In his proposal, made to tired EU leaders on a third day of arm-wrestling over who will hold the posts for the next five years, Macron also proposed German Defence Minister Ursula von der Leyen to head the European Commission, the EU executive.

Hungarian Prime Minister Viktor Orban’s spokesman said that Hungary, the Czech Republic, Slovakia and Poland supported von der Leyen, who speaks fluent English and French and wants Germany eventually to reach NATO’s requirement of spending 2% of its economic output on defense.

The leaders are trying to balance political affiliations, the varying interests of different regions and an acute lack of women in senior ranks as they seek to fill five jobs coming vacant later this year.

Following the French president’s proposal, one source said: “Things are going smoothly now.”

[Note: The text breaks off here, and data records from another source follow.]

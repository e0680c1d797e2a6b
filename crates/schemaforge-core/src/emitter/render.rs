//! Deterministic source listing of a type descriptor.

use super::descriptor::{
    MethodDescriptor, MethodKind, PropertyDescriptor, PropertyKind, TypeDescriptor, TypeKind,
    Validator,
};
use crate::catalog::{Direction, SortDirection};
use std::fmt::Write;

/// Render `descriptor` as a source listing.
///
/// The listing only depends on the descriptor, so equal descriptors always
/// render (and fingerprint) identically.
pub fn render(descriptor: &TypeDescriptor) -> String {
    let mut out = String::new();
    // Writing into a String cannot fail.
    let _ = write_type(&mut out, descriptor);
    out
}

fn write_type(out: &mut String, d: &TypeDescriptor) -> std::fmt::Result {
    let keyword = match (d.kind, d.is_abstract) {
        (TypeKind::Contract, _) => "contract",
        (TypeKind::Concrete, true) => "abstract type",
        (TypeKind::Concrete, false) => "type",
    };
    write!(out, "{keyword} {}", d.name)?;
    if d.kind == TypeKind::Concrete {
        write!(out, " extends {}", d.supertype)?;
    }
    if !d.contracts.is_empty() {
        write!(out, " implements {}", d.contracts.join(", "))?;
    }
    writeln!(out, " {{")?;

    if let Some(category) = &d.category {
        writeln!(out, "    category {category:?};")?;
    }

    for prop in &d.properties {
        writeln!(out, "    {};", property_line(prop))?;
    }

    for def in &d.enums {
        writeln!(out, "    enum {} {{ {} }}", def.name, def.variants.join(", "))?;
    }

    for view in &d.views {
        writeln!(out, "    view {} [{}];", view.name, view.members.join(", "))?;
    }

    for validator in &d.validators {
        writeln!(out, "    check {};", validator_line(validator))?;
    }

    if let Some((key, direction)) = &d.default_sort {
        let direction = match direction {
            SortDirection::Asc => "asc",
            SortDirection::Desc => "desc",
        };
        writeln!(out, "    sort {key} {direction};")?;
    }

    for method in &d.methods {
        write_method(out, method)?;
    }

    for fragment in &d.extension_source {
        for line in fragment.lines() {
            writeln!(out, "    {line}")?;
        }
    }

    writeln!(out, "}}")
}

fn property_line(p: &PropertyDescriptor) -> String {
    let mut line = format!("{}: ", p.name);
    match &p.kind {
        PropertyKind::Scalar { value_type, format } => {
            line.push_str(&value_type.to_string());
            if let Some(format) = format {
                line.push_str(&format!(" format {format:?}"));
            }
        }
        PropertyKind::Array { value_type } => line.push_str(&format!("[{value_type}]")),
        PropertyKind::Enum { enum_name, .. } => line.push_str(enum_name),
        PropertyKind::Password => line.push_str("Password"),
        PropertyKind::Computed {
            read_function,
            write_function,
            type_hint,
        } => {
            line.push_str(&format!("fn -> {}", type_hint.as_deref().unwrap_or("Object")));
            if let Some(read) = read_function {
                line.push_str(&format!(" read {read:?}"));
            }
            if let Some(write) = write_function {
                line.push_str(&format!(" write {write:?}"));
            }
        }
        PropertyKind::Query { query } => line.push_str(&format!("query {query:?}")),
        PropertyKind::Count { collection } => line.push_str(&format!("count({collection})")),
        PropertyKind::Notion {
            relationship_property,
            remote_property,
            multiplicity,
        } => {
            line.push_str(&format!("notion{multiplicity}({relationship_property}"));
            if let Some(remote) = remote_property {
                line.push_str(&format!(".{remote}"));
            }
            line.push(')');
        }
        PropertyKind::Join {
            separator,
            properties,
        } => line.push_str(&format!("join({separator:?}, {})", properties.join(", "))),
        PropertyKind::Custom { handler } => line.push_str(&format!("custom({handler})")),
        PropertyKind::Relationship {
            relationship_type,
            direction,
            multiplicity,
            related_type,
            cascade,
        } => {
            let arrow = match direction {
                Direction::Outgoing => "->",
                Direction::Incoming => "<-",
            };
            line.push_str(&format!(
                "{multiplicity}{related_type} {arrow} {relationship_type} cascade {cascade:?}"
            ));
        }
    }

    let flags: Vec<&str> = [
        (p.not_null, "not_null"),
        (p.unique, "unique"),
        (p.indexed, "indexed"),
        (p.builtin, "builtin"),
    ]
    .into_iter()
    .filter_map(|(set, flag)| set.then_some(flag))
    .collect();
    if !flags.is_empty() {
        line.push(' ');
        line.push_str(&flags.join(" "));
    }
    if let Some(default) = &p.default_value {
        line.push_str(&format!(" = {default}"));
    }
    line
}

fn validator_line(v: &Validator) -> String {
    match v {
        Validator::NotNull { property } => format!("not_null({property})"),
        Validator::Unique { property } => format!("unique({property})"),
        Validator::CompoundUnique { properties } => format!("unique({})", properties.join(", ")),
        Validator::Pattern { property, pattern } => format!("pattern({property}, {pattern:?})"),
        Validator::EnumMember { property, variants } => {
            format!("one_of({property}, [{}])", variants.join(", "))
        }
        Validator::TypeCheck {
            property,
            value_type,
            array,
        } => {
            if *array {
                format!("type({property}, [{value_type}])")
            } else {
                format!("type({property}, {value_type})")
            }
        }
        Validator::Named { property, name } => format!("{name}({property})"),
    }
}

fn write_method(out: &mut String, m: &MethodDescriptor) -> std::fmt::Result {
    let mut modifiers = Vec::new();
    if m.overrides {
        modifiers.push("override");
    }
    if m.exported {
        modifiers.push("export");
    }
    let prefix = if modifiers.is_empty() {
        String::new()
    } else {
        format!("{} ", modifiers.join(" "))
    };

    let signature = match m.kind {
        MethodKind::Lifecycle(_) | MethodKind::Generic if m.parameters.is_empty() => {
            if matches!(m.kind, MethodKind::Generic) {
                "(parameters: Map<String, Object>)".to_string()
            } else {
                "()".to_string()
            }
        }
        _ => format!(
            "({})",
            m.parameters
                .iter()
                .map(|p| format!("{}: {}", p.name, p.type_name))
                .collect::<Vec<_>>()
                .join(", ")
        ),
    };
    let returns = m
        .return_type
        .as_deref()
        .map(|r| format!(" -> {r}"))
        .unwrap_or_default();
    let throws = if m.exceptions.is_empty() {
        String::new()
    } else {
        format!(" throws {}", m.exceptions.join(", "))
    };

    writeln!(out, "    {prefix}fn {}{signature}{returns}{throws} {{", m.name)?;
    if m.call_super {
        writeln!(out, "        super.{}();", m.name)?;
    }
    for action in &m.actions {
        writeln!(out, "        // {}", action.declared_name)?;
        for line in action.source.lines() {
            writeln!(out, "        {line}")?;
        }
    }
    writeln!(out, "    }}")
}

The marathon talks have underlined the growing fragmentation in the 28-nation European Union, increasingly struggling to agree a common platform on major challenges from migration to trade to climate change.

A diplomatic source said German Chancellor Angela Merkel, the EU’s most powerful leader, was “very positive” about the proposal of Lagarde, a former center-right French finance minister. She is also likely to welcome the proposal of von der Leyen, who is from Merkel’s governing conservatives.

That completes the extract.